Bud and Victoria Albertson come to stay at the hotel. They are considering buying property in the area. Gus shows them a piece of land that has a deep ravine across it, and Victoria worries that someone might fall in. That afternoon, they visit the village, and afterward, Victoria appears traumatized. Irene learns later that she went to see Andres, the Mayan astrologer, and he drugged and raped her. Both Bud and Victoria are devastated, and Irene remembers what Leila said about every paradise having serpents. She knows that even if Victoria reported Andres to the authorities, because she is a foreigner and a tourist, it is unlikely that anything would be done.

Chapter 61 Summary: “A Very Deep Ravine”

Bud leaves to visit Gus, and when he returns, he seems less burdened. The couple leaves, but Bud doesn’t take the machete he bought. In the village, Andres’s astrology shop is closed, and he has been reported missing. Gus describes the ravine on the property he showed to the Albertsons and says a person would only go there with a machete pressed to their ribs.

Chapters 40-61 Analysis

These chapters weave the tapestry of life at La Llorona and La Esperanza as Irene experiences it, a life with small successes, moments of joy, and peaceful activities like her painting to balance out the challenges, losses, and pains. Like any community, La Esperanza has those trying to make it better, like Amalia and her crusade to improve the quality of life for the residents, causes that touch on the broader picture of rural life in Central America and the impacts of outside influences, both people and products. Like any community, there are serpents, like the lizard men. They are another version of an exterior, threatening influence; though they’ve made their residence in the community, it’s clear they have no respect for the place or people—seeking only to take advantage of the community’s relative poverty and lack of law enforcement prey on its residents. The allusion to the Garden of Eden, again, contributes to the sense that La Esperanza is a somewhat mythical place, though Irene’s life there seems ordinary.

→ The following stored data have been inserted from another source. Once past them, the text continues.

//! Code generation state: the frozen analysis tables, the rename map,
//! scope-aware declaration tracking, and the indented output writer.

use indexmap::{IndexMap, IndexSet};
use zigpyler_analysis::{ModuleTypes, TraitsTable, UsageTable};
use zigpyler_hir::HirModule;

use crate::class_registry::ClassRegistry;
use crate::import_registry::ImportRegistry;

use super::keywords;

/// Append-only output buffer with indentation tracking.
#[derive(Debug, Default)]
pub struct ZigWriter {
    buf: String,
    indent: usize,
}

impl ZigWriter {
    pub fn new() -> Self {
        Self::default()
    }

    pub fn line(&mut self, text: &str) {
        for _ in 0..self.indent {
            self.buf.push_str("    ");
        }
        self.buf.push_str(text);
        self.buf.push('\n');
    }

    pub fn blank(&mut self) {
        self.buf.push('\n');
    }

    /// Write `head {` and indent.
    pub fn open(&mut self, head: &str) {
        self.line(&format!("{head} {{"));
        self.indent += 1;
    }

    pub fn close(&mut self) {
        self.indent = self.indent.saturating_sub(1);
        self.line("}");
    }

    /// Close a block that is itself an expression or declaration.
    pub fn close_with(&mut self, suffix: &str) {
        self.indent = self.indent.saturating_sub(1);
        self.line(&format!("}}{suffix}"));
    }

    /// Continue a block chain: `} else {`, `} else if (…) {`.
    pub fn chain(&mut self, text: &str) {
        self.indent = self.indent.saturating_sub(1);
        self.line(&format!("}} {text} {{"));
        self.indent += 1;
    }

    /// Open an anonymous block.
    pub fn open_block(&mut self) {
        self.line("{");
        self.indent += 1;
    }

    pub fn finish(self) -> String {
        self.buf
    }

    pub fn as_str(&self) -> &str {
        &self.buf
    }
}

/// Tracks declared names across nested emission scopes so assignments
/// pick `const`/`var` declaration vs plain re-assignment, and so inner
/// declarations that would shadow an outer one get renamed.
#[derive(Debug, Clone, Default)]
pub struct ScopeTracker {
    declared: Vec<IndexSet<String>>,
}

impl ScopeTracker {
    pub fn new() -> Self {
        Self {
            declared: vec![IndexSet::new()],
        }
    }

    pub fn enter(&mut self) {
        self.declared.push(IndexSet::new());
    }

    pub fn exit(&mut self) {
        if self.declared.len() > 1 {
            self.declared.pop();
        }
    }

    pub fn declare(&mut self, name: &str) {
        if let Some(top) = self.declared.last_mut() {
            top.insert(name.to_string());
        }
    }

    pub fn is_declared(&self, name: &str) -> bool {
        self.declared.iter().any(|s| s.contains(name))
    }

    pub fn is_declared_in_outer(&self, name: &str) -> bool {
        self.declared
            .iter()
            .rev()
            .skip(1)
            .any(|s| s.contains(name))
    }
}

/// One-shot source-name → target-name map. Once a name is renamed, the
/// original never reappears in that scope; collisions resolve with a
/// monotonically increasing disambiguator.
#[derive(Debug, Clone, Default)]
pub struct RenameMap {
    map: IndexMap<(String, String), String>,
    taken: IndexSet<String>,
    counter: u32,
}

impl RenameMap {
    pub fn new() -> Self {
        Self::default()
    }

    /// The target identifier for `name` in `scope`, allocating a rename
    /// on first use if one is required.
    pub fn target(&mut self, scope: &str, name: &str, must_rename: bool) -> String {
        let key = (scope.to_string(), name.to_string());
        if let Some(existing) = self.map.get(&key) {
            return existing.clone();
        }
        let needs_rename = must_rename || keywords::is_reserved(name);
        let target = if needs_rename {
            loop {
                self.counter += 1;
                let candidate = format!("{name}__{}", self.counter);
                if !self.taken.contains(&candidate) {
                    break candidate;
                }
            }
        } else {
            name.to_string()
        };
        self.taken.insert(target.clone());
        self.map.insert(key, target.clone());
        target
    }

    pub fn existing(&self, scope: &str, name: &str) -> Option<&String> {
        self.map.get(&(scope.to_string(), name.to_string()))
    }
}

/// Routing information for error propagation inside a `try` body: the
/// propagation operator is replaced by a catch that parks the error and
/// breaks to the handler dispatch.
#[derive(Debug, Clone)]
pub struct CatchCtx {
    pub label: String,
    pub exc_var: String,
}

/// The backend instance for one module. All tables are frozen before
/// emission; the writer is append-only.
pub struct ZigBackend<'a> {
    pub types: &'a ModuleTypes,
    pub usage: &'a UsageTable,
    pub traits: &'a TraitsTable,
    pub classes: &'a ClassRegistry,
    pub imports: &'a ImportRegistry,
    pub module: &'a HirModule,

    pub out: ZigWriter,
    pub renames: RenameMap,
    pub declared: ScopeTracker,
    /// Warning lines surfaced as a comment block at the top of the
    /// generated file.
    pub warnings: Vec<String>,

    pub scope: String,
    pub current_class: Option<String>,
    pub current_fn_has_error_union: bool,
    pub current_fn_has_alloc: bool,
    pub catch_ctx: Option<CatchCtx>,
    /// Chosen once per module: state-machine async when any async
    /// function performs real I/O.
    pub async_state_machine: bool,

    pub temp_counter: u32,
    pub label_counter: u32,
    pub closure_counter: u32,

    /// Module-level names emitted as file-scope bindings.
    pub file_scope_names: IndexSet<String>,
    /// Names declared `global` in the function currently being emitted.
    pub global_decls: IndexSet<String>,
    /// Import aliases visible at module level: alias → dotted original.
    pub import_aliases: IndexMap<String, String>,
    /// Active textual substitutions (closure captures, inherited-method
    /// self rewrites), innermost last.
    pub name_subst: Vec<(String, String)>,
    /// Generator lowering: yields append into this accumulator.
    pub in_generator: bool,
    pub yield_acc: String,
    /// `for`/`while` `else` lowering: completion flag the innermost
    /// loop's `break` must clear.
    pub loop_else_flag: Option<String>,
    /// Error binding of the innermost `except` handler, for re-raise.
    pub current_handler_err: Option<String>,
}

impl<'a> ZigBackend<'a> {
    pub fn new(
        module: &'a HirModule,
        types: &'a ModuleTypes,
        usage: &'a UsageTable,
        traits: &'a TraitsTable,
        classes: &'a ClassRegistry,
        imports: &'a ImportRegistry,
    ) -> Self {
        let mut import_aliases = IndexMap::new();
        for import in &module.imports {
            match &import.alias {
                Some(alias) => {
                    import_aliases.insert(alias.clone(), import.module.clone());
                }
                None => {
                    import_aliases.insert(import.module.clone(), import.module.clone());
                }
            }
            for item in &import.items {
                match item {
                    zigpyler_hir::ImportItem::Named(n) => {
                        import_aliases.insert(n.clone(), format!("{}.{}", import.module, n));
                    }
                    zigpyler_hir::ImportItem::Aliased { name, alias } => {
                        import_aliases
                            .insert(alias.clone(), format!("{}.{}", import.module, name));
                    }
                }
            }
        }

        Self {
            types,
            usage,
            traits,
            classes,
            imports,
            module,
            out: ZigWriter::new(),
            renames: RenameMap::new(),
            declared: ScopeTracker::new(),
            warnings: Vec::new(),
            scope: String::new(),
            current_class: None,
            current_fn_has_error_union: true,
            current_fn_has_alloc: true,
            catch_ctx: None,
            async_state_machine: traits.any_async_does_io(),
            temp_counter: 0,
            label_counter: 0,
            closure_counter: 0,
            file_scope_names: IndexSet::new(),
            global_decls: IndexSet::new(),
            import_aliases,
            name_subst: Vec::new(),
            in_generator: false,
            yield_acc: String::new(),
            loop_else_flag: None,
            current_handler_err: None,
        }
    }

    pub fn fresh_temp(&mut self, stem: &str) -> String {
        let id = self.temp_counter;
        self.temp_counter += 1;
        format!("__{stem}_{id}")
    }

    pub fn fresh_label(&mut self) -> String {
        let id = self.label_counter;
        self.label_counter += 1;
        format!("blk{id}")
    }

    pub fn warn(&mut self, message: impl Into<String>) {
        let message = message.into();
        if !self.warnings.contains(&message) {
            self.warnings.push(message);
        }
    }

    /// Resolve the emitted identifier for a source name in the current
    /// scope, applying keyword escaping and shadow renames.
    pub fn ident(&mut self, name: &str) -> String {
        if let Some(existing) = self.renames.existing(&self.scope, name) {
            return existing.clone();
        }
        let usage = self.usage.usage(&self.scope, name);
        let shadows = !self.scope.is_empty()
            && (usage.shadows_module_func
                || usage.shadows_import
                || usage.shadows_class_method
                || (usage.declared && self.declared.is_declared_in_outer(name)));
        let scope = self.scope.clone();
        self.renames.target(&scope, name, shadows)
    }

    /// Identifier lookup for reads: falls back through enclosing scopes'
    /// rename decisions so a read inside a nested block sees the rename
    /// chosen at the declaration site.
    pub fn read_ident(&mut self, name: &str) -> String {
        let mut scope = self.scope.clone();
        loop {
            if let Some(existing) = self.renames.existing(&scope, name) {
                return existing.clone();
            }
            match zigpyler_hir::scope::parent_scope(&scope) {
                Some(parent) => scope = parent.to_string(),
                None => break,
            }
        }
        if keywords::is_reserved(name) {
            let scope = self.scope.clone();
            return self.renames.target(&scope, name, true);
        }
        name.to_string()
    }
}

#[cfg(test)]
mod tests {
    use super::*;

    #[test]
    fn writer_indents_blocks() {
        let mut w = ZigWriter::new();
        w.open("pub fn main() !void");
        w.line("return;");
        w.close();
        assert_eq!(w.as_str(), "pub fn main() !void {\n    return;\n}\n");
    }

    #[test]
    fn writer_close_with_suffix() {
        let mut w = ZigWriter::new();
        w.open("const S = struct");
        w.line("x: i64,");
        w.close_with(";");
        assert!(w.as_str().ends_with("};\n"));
    }

    #[test]
    fn scope_tracker_shadow_queries() {
        let mut tracker = ScopeTracker::new();
        tracker.declare("x");
        tracker.enter();
        assert!(tracker.is_declared("x"));
        assert!(tracker.is_declared_in_outer("x"));
        tracker.declare("y");
        assert!(!tracker.is_declared_in_outer("y"));
        tracker.exit();
        assert!(!tracker.is_declared("y"));
    }

    #[test]
    fn rename_map_is_one_shot_and_monotonic() {
        let mut renames = RenameMap::new();
        let first = renames.target("f", "error", false);
        assert_eq!(first, "error__1");
        // Same key resolves to the same target forever.
        assert_eq!(renames.target("f", "error", true), "error__1");
        // A different scope gets a fresh disambiguator.
        let second = renames.target("g", "error", false);
        assert_eq!(second, "error__2");
    }

    #[test]
    fn rename_map_passes_through_clean_names() {
        let mut renames = RenameMap::new();
        assert_eq!(renames.target("f", "total", false), "total");
    }
}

The theme of The Search for Family is examined from multiple perspectives in this section. Irene learns more about Leila’s grief at having given up her daughter. Even though Charlotte is alive, Leila spent years mourning this loss, just as Irene has been mourning the loss of her husband and son. After Rosella’s death, her young twins must cope with the loss of their mother. The longing of a woman for a child is a motif. Irene is asked, again, whether she doesn’t want more children, and Jun Lan appears on a quest to conceive a child. Jun Lan’s story-within-the-story has an element of a myth about it, too, and her success opens the door for Irene, when she meets Jerome, to consider whether one day she, too, might want another child. That she can see herself as a mother again—though to a girl this time, since she could never replace her son—indicates that Irene is undergoing The Gradual Process of Healing.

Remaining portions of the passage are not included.